# TASK GOAL
Exactly as written, print each of the entries.

# TASK INPUTS
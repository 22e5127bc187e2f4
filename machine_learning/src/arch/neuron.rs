use super::{Model, Params, activations::ActFn, regularization::RegFn};
use crate::data::BatchView;

/// A single neuron, `act(w * x + b)`, fitted under squared error with a weight penalty.
///
/// Holds no parameters; every operation takes them explicitly.
#[derive(Debug, Clone, Copy)]
pub struct Neuron {
    act_fn: ActFn,
    reg_fn: RegFn,
    lambda: f32,
}

impl Neuron {
    /// Returns a new `Neuron`.
    ///
    /// # Arguments
    /// * `act_fn` - The activation applied to the linear output.
    /// * `reg_fn` - The penalty charged on the weight.
    /// * `lambda` - The penalty's coefficient.
    pub fn new(act_fn: ActFn, reg_fn: RegFn, lambda: f32) -> Self {
        Self {
            act_fn,
            reg_fn,
            lambda,
        }
    }

    pub fn act_fn(&self) -> ActFn {
        self.act_fn
    }

    pub fn reg_fn(&self) -> RegFn {
        self.reg_fn
    }

    pub fn lambda(&self) -> f32 {
        self.lambda
    }

    pub fn predict(&self, feature: f32, params: &Params) -> f32 {
        self.act_fn.f(params.weight * feature + params.bias)
    }

    fn penalty(&self, params: &Params) -> f32 {
        self.reg_fn.penalty(params.weight, self.lambda)
    }

    /// Sum of squared errors plus the penalty, all over `n`.
    ///
    /// The penalty is added once per call, not once per sample.
    pub fn compute_loss(&self, batch: BatchView<'_>, params: &Params) -> f32 {
        let n = batch.len() as f32;

        let mut loss = 0.;
        for (target, feature) in batch.samples() {
            let err = target - self.predict(feature, params);
            loss += err.powi(2);
        }

        (loss + self.penalty(params)) / n
    }

    /// `(sum(2 * x * (y - y_pred)) + penalty) / n`.
    ///
    /// The raw penalty value is added, not its derivative.
    pub fn compute_grad_w(&self, batch: BatchView<'_>, params: &Params) -> f32 {
        let n = batch.len() as f32;

        let mut grad_w = 0.;
        for (target, feature) in batch.samples() {
            grad_w += 2. * feature * (target - self.predict(feature, params));
        }

        (grad_w + self.penalty(params)) / n
    }

    /// `sum(2 * (y - y_pred)) / n`. The bias is never penalized.
    pub fn compute_grad_b(&self, batch: BatchView<'_>, params: &Params) -> f32 {
        let n = batch.len() as f32;

        let mut grad_b = 0.;
        for (target, feature) in batch.samples() {
            grad_b += 2. * (target - self.predict(feature, params));
        }

        grad_b / n
    }
}

impl Model for Neuron {
    fn loss(&self, batch: BatchView<'_>, params: &Params) -> f32 {
        self.compute_loss(batch, params)
    }

    fn grad(&self, batch: BatchView<'_>, params: &Params) -> Params {
        Params {
            weight: self.compute_grad_w(batch, params),
            bias: self.compute_grad_b(batch, params),
        }
    }
}

#[cfg(test)]
mod tests {
    use super::*;
    use crate::data::Dataset;

    fn reference() -> Dataset {
        Dataset::new(vec![1., 2., 3., 4., 5.], vec![1.5, 2., 3.1, 4.1, 5.6]).unwrap()
    }

    #[test]
    fn predict_applies_the_activation_to_the_linear_output() {
        let params = Params::new(2., -1.);

        assert_eq!(Neuron::new(ActFn::Relu, RegFn::L1, 0.).predict(3., &params), 5.);
        assert_eq!(Neuron::new(ActFn::Relu, RegFn::L1, 0.).predict(0., &params), 0.);
        assert_eq!(
            Neuron::new(ActFn::Tanh, RegFn::L1, 0.).predict(0.5, &params),
            0.
        );
    }

    #[test]
    fn loss_at_zero_params_is_mean_squared_target() {
        let ds = reference();
        let neuron = Neuron::new(ActFn::Relu, RegFn::L1, 0.01);

        let loss = neuron.compute_loss(ds.view(), &Params::default());

        assert!((loss - 11.).abs() < 1e-6);
    }

    #[test]
    fn loss_divides_the_penalty_by_n_once() {
        let ds = Dataset::new(vec![0., 0.], vec![0., 0.]).unwrap();
        let neuron = Neuron::new(ActFn::Relu, RegFn::L2, 0.5);

        // No data error, so only the penalty remains: 0.5 * 2^2 / 2.
        let loss = neuron.compute_loss(ds.view(), &Params::new(2., 0.));

        assert!((loss - 1.).abs() < 1e-6);
    }

    #[test]
    fn grad_w_adds_the_raw_penalty_once() {
        let ds = Dataset::new(vec![3., 5.], vec![1., 2.]).unwrap();
        let params = Params::new(1., 0.);
        let neuron = Neuron::new(ActFn::Relu, RegFn::L1, 0.1);

        // preds [1, 2], residuals [2, 3] -> 2*1*2 + 2*2*3 = 16, + 0.1*|1| = 16.1, / 2
        let grad_w = neuron.compute_grad_w(ds.view(), &params);

        assert!((grad_w - 8.05).abs() < 1e-5);
    }

    #[test]
    fn grad_b_ignores_the_penalty() {
        let ds = Dataset::new(vec![3., 5.], vec![1., 2.]).unwrap();
        let params = Params::new(1., 0.);

        let plain = Neuron::new(ActFn::Relu, RegFn::L1, 0.);
        let heavy = Neuron::new(ActFn::Relu, RegFn::L2, 100.);

        // residuals [2, 3] -> 2*2 + 2*3 = 10, / 2
        assert!((plain.compute_grad_b(ds.view(), &params) - 5.).abs() < 1e-6);
        assert_eq!(
            plain.compute_grad_b(ds.view(), &params),
            heavy.compute_grad_b(ds.view(), &params)
        );
    }

    #[test]
    fn grad_b_matches_numerical_derivative_of_loss() {
        let ds = reference();
        let neuron = Neuron::new(ActFn::Relu, RegFn::L1, 0.);
        // Every prediction stays positive, so relu acts as the identity.
        let params = Params::new(0.8, 0.3);
        let h = 1e-2;

        let up = neuron.compute_loss(ds.view(), &Params::new(params.weight, params.bias + h));
        let down = neuron.compute_loss(ds.view(), &Params::new(params.weight, params.bias - h));
        let numerical = (up - down) / (2. * h);

        // The residual is taken as `target - prediction`, so the raw term is the negated slope.
        let grad_b = neuron.compute_grad_b(ds.view(), &params);

        assert!(
            (grad_b + numerical).abs() < 1e-2,
            "grad_b {grad_b}, numerical {numerical}"
        );
    }

    #[test]
    fn grad_bundles_both_components() {
        let ds = reference();
        let neuron = Neuron::new(ActFn::Sigmoid, RegFn::L2, 0.01);
        let params = Params::new(0.4, -0.2);

        let grad = neuron.grad(ds.view(), &params);

        assert_eq!(grad.weight, neuron.compute_grad_w(ds.view(), &params));
        assert_eq!(grad.bias, neuron.compute_grad_b(ds.view(), &params));
        assert_eq!(neuron.loss(ds.view(), &params), neuron.compute_loss(ds.view(), &params));
    }

    #[test]
    fn non_finite_params_propagate() {
        let ds = reference();
        let neuron = Neuron::new(ActFn::Relu, RegFn::L1, 0.01);
        let params = Params::new(f32::NAN, 0.);

        assert!(neuron.compute_loss(ds.view(), &params).is_nan());
        assert!(neuron.compute_grad_w(ds.view(), &params).is_nan());
        assert!(neuron.compute_grad_b(ds.view(), &params).is_nan());
    }
}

# ANSWER AREA
repository 22e5127bc187e2f4
filename machine_learning/src/arch/neuron.rs
use super::{Model, Params, activations::ActFn, regularization::RegFn};
use crate::data::BatchView;

/// A single neuron, `act(w * x + b)`, fitted under squared error with a weight penalty.
///
/// Holds no parameters; every operation takes them explicitly.
#[derive(Debug, Clone, Copy)]
pub struct Neuron {
    act_fn: ActFn,
    reg_fn: RegFn,
    lambda: f32,
}

impl Neuron {
    /// Returns a new `Neuron`.
    ///
    /// # Arguments
    /// * `act_fn` - The activation applied to the linear output.
    /// * `reg_fn` - The penalty charged on the weight.
    /// * `lambda` - The penalty's coefficient.
    pub fn new(act_fn: ActFn, reg_fn: RegFn, lambda: f32) -> Self {
        Self {
            act_fn,
            reg_fn,
            lambda,
        }
    }

    pub fn act_fn(&self) -> ActFn {
        self.act_fn
    }

    pub fn reg_fn(&self) -> RegFn {
        self.reg_fn
    }

    pub fn lambda(&self) -> f32 {
        self.lambda
    }

    pub fn predict(&self, feature: f32, params: &Params) -> f32 {
        self.act_fn.f(params.weight * feature + params.bias)
    }

    fn penalty(&self, params: &Params) -> f32 {
        self.reg_fn.penalty(params.weight, self.lambda)
    }

    /// Sum of squared errors plus the penalty, all over `n`.
    ///
    /// The penalty is added once per call, not once per sample.
    pub fn compute_loss(&self, batch: BatchView<'_>, params: &Params) -> f32 {
        let n = batch.len() as f32;

        let mut loss = 0.;
        for (target, feature) in batch.samples() {
            let err = target - self.predict(feature, params);
            loss += err.powi(2);
        }

        (loss + self.penalty(params)) / n
    }

    /// `(sum(2 * x * (y - y_pred)) + penalty) / n`.
    ///
    /// The raw penalty value is added, not its derivative.
    pub fn compute_grad_w(&self, batch: BatchView<'_>, params: &Params) -> f32 {
        let n = batch.len() as f32;

        let mut grad_w = 0.;
        for (target, feature) in batch.samples() {
            grad_w += 2. * feature * (target - self.predict(feature, params));
        }

        (grad_w + self.penalty(params)) / n
    }

    /// `sum(2 * (y - y_pred)) / n`. The bias is never penalized.
    pub fn compute_grad_b(&self, batch: BatchView<'_>, params: &Params) -> f32 {
        let n = batch.len() as f32;

        let mut grad_b = 0.;
        for (target, feature) in batch.samples() {
            grad_b += 2. * (target - self.predict(feature, params));
        }

        grad_b / n
    }
}

impl Model for Neuron {
    fn loss(&self, batch: BatchView<'_>, params: &Params) -> f32 {
        self.compute_loss(batch, params)
    }

    fn grad(&self, batch: BatchView<'_>, params: &Params) -> Params {
        Params {
            weight: self.compute_grad_w(batch, params),
            bias: self.compute_grad_b(batch, params),
        }
    }
}

#[cfg(test)]
mod tests {
    use super::*;
    use crate::data::Dataset;

    fn reference() -> Dataset {
        Dataset::new(vec![1., 2., 3., 4., 5.], vec![1.5, 2., 3.1, 4.1, 5.6]).unwrap()
    }

    #[test]
    fn predict_applies_the_activation_to_the_linear_output() {
        let params = Params::new(2., -1.);

        assert_eq!(Neuron::new(ActFn::Relu, RegFn::L1, 0.).predict(3., &params), 5.);
        assert_eq!(Neuron::new(ActFn::Relu, RegFn::L1, 0.).predict(0., &params), 0.);
        assert_eq!(
            Neuron::new(ActFn::Tanh, RegFn::L1, 0.).predict(0.5, &params),
            0.
        );
    }

    #[test]
    fn loss_at_zero_params_is_mean_squared_target() {
        let ds = reference();
        let neuron = Neuron::new(ActFn::Relu, RegFn::L1, 0.01);

        let loss = neuron.compute_loss(ds.view(), &Params::default());

        assert!((loss - 11.).abs() < 1e-6);
    }

    #[test]
    fn loss_divides_the_penalty_by_n_once() {
        let ds = Dataset::new(vec![0., 0.], vec![0., 0.]).unwrap();
        let neuron = Neuron::new(ActFn::Relu, RegFn::L2, 0.5);

        // No data error, so only the penalty remains: 0.5 * 2^2 / 2.
        let loss = neuron.compute_loss(ds.view(), &Params::new(2., 0.));

        assert!((loss - 1.).abs() < 1e-6);
    }

    #[test]
    fn grad_w_adds_the_raw_penalty_once() {
        let ds = Dataset::new(vec![3., 5.], vec![1., 2.]).unwrap();
        let params = Params::new(1., 0.);
        let neuron = Neuron::new(ActFn::Relu, RegFn::L1, 0.1);

        // preds [1, 2], residuals [2, 3] -> 2*1*2 + 2*2*3 = 16, + 0.1*|1| = 16.1, / 2
        let grad_w = neuron.compute_grad_w(ds.view(), &params);

        assert!((grad_w - 8.05).abs() < 1e-5);
    }

    #[test]
    fn grad_b_ignores_the_penalty() {
        let ds = Dataset::new(vec![3., 5.], vec![1., 2.]).unwrap();
        let params = Params::new(1., 0.);

        let plain = Neuron::new(ActFn::Relu, RegFn::L1, 0.);
        let heavy = Neuron::new(ActFn::Relu, RegFn::L2, 100.);

        // residuals [2, 3] -> 2*2 + 2*3 = 10, / 2
        assert!((plain.compute_grad_b(ds.view(), &params) - 5.).abs() < 1e-6);
        assert_eq!(
            plain.compute_grad_b(ds.view(), &params),
            heavy.compute_grad_b(ds.view(), &params)
        );
    }

    #[test]
    fn grad_b_matches_numerical_derivative_of_loss() {
        let ds = reference();
        let neuron = Neuron::new(ActFn::Relu, RegFn::L1, 0.);
        // Every prediction stays positive, so relu acts as the identity.
        let params = Params::new(0.8, 0.3);
        let h = 1e-2;

        let up = neuron.compute_loss(ds.view(), &Params::new(params.weight, params.bias + h));
        let down = neuron.compute_loss(ds.view(), &Params::new(params.weight, params.bias - h));
        let numerical = (up - down) / (2. * h);

        // The residual is taken as `target - prediction`, so the raw term is the negated slope.
        let grad_b = neuron.compute_grad_b(ds.view(), &params);

        assert!(
            (grad_b + numerical).abs() < 1e-2,
            "grad_b {grad_b}, numerical {numerical}"
        );
    }

    #[test]
    fn grad_bundles_both_components() {
        let ds = reference();
        let neuron = Neuron::new(ActFn::Sigmoid, RegFn::L2, 0.01);
        let params = Params::new(0.4, -0.2);

        let grad = neuron.grad(ds.view(), &params);

        assert_eq!(grad.weight, neuron.compute_grad_w(ds.view(), &params));
        assert_eq!(grad.bias, neuron.compute_grad_b(ds.view(), &params));
        assert_eq!(neuron.loss(ds.view(), &params), neuron.compute_loss(ds.view(), &params));
    }

    #[test]
    fn non_finite_params_propagate() {
        let ds = reference();
        let neuron = Neuron::new(ActFn::Relu, RegFn::L1, 0.01);
        let params = Params::new(f32::NAN, 0.);

        assert!(neuron.compute_loss(ds.view(), &params).is_nan());
        assert!(neuron.compute_grad_w(ds.view(), &params).is_nan());
        assert!(neuron.compute_grad_b(ds.view(), &params).is_nan());
    }
}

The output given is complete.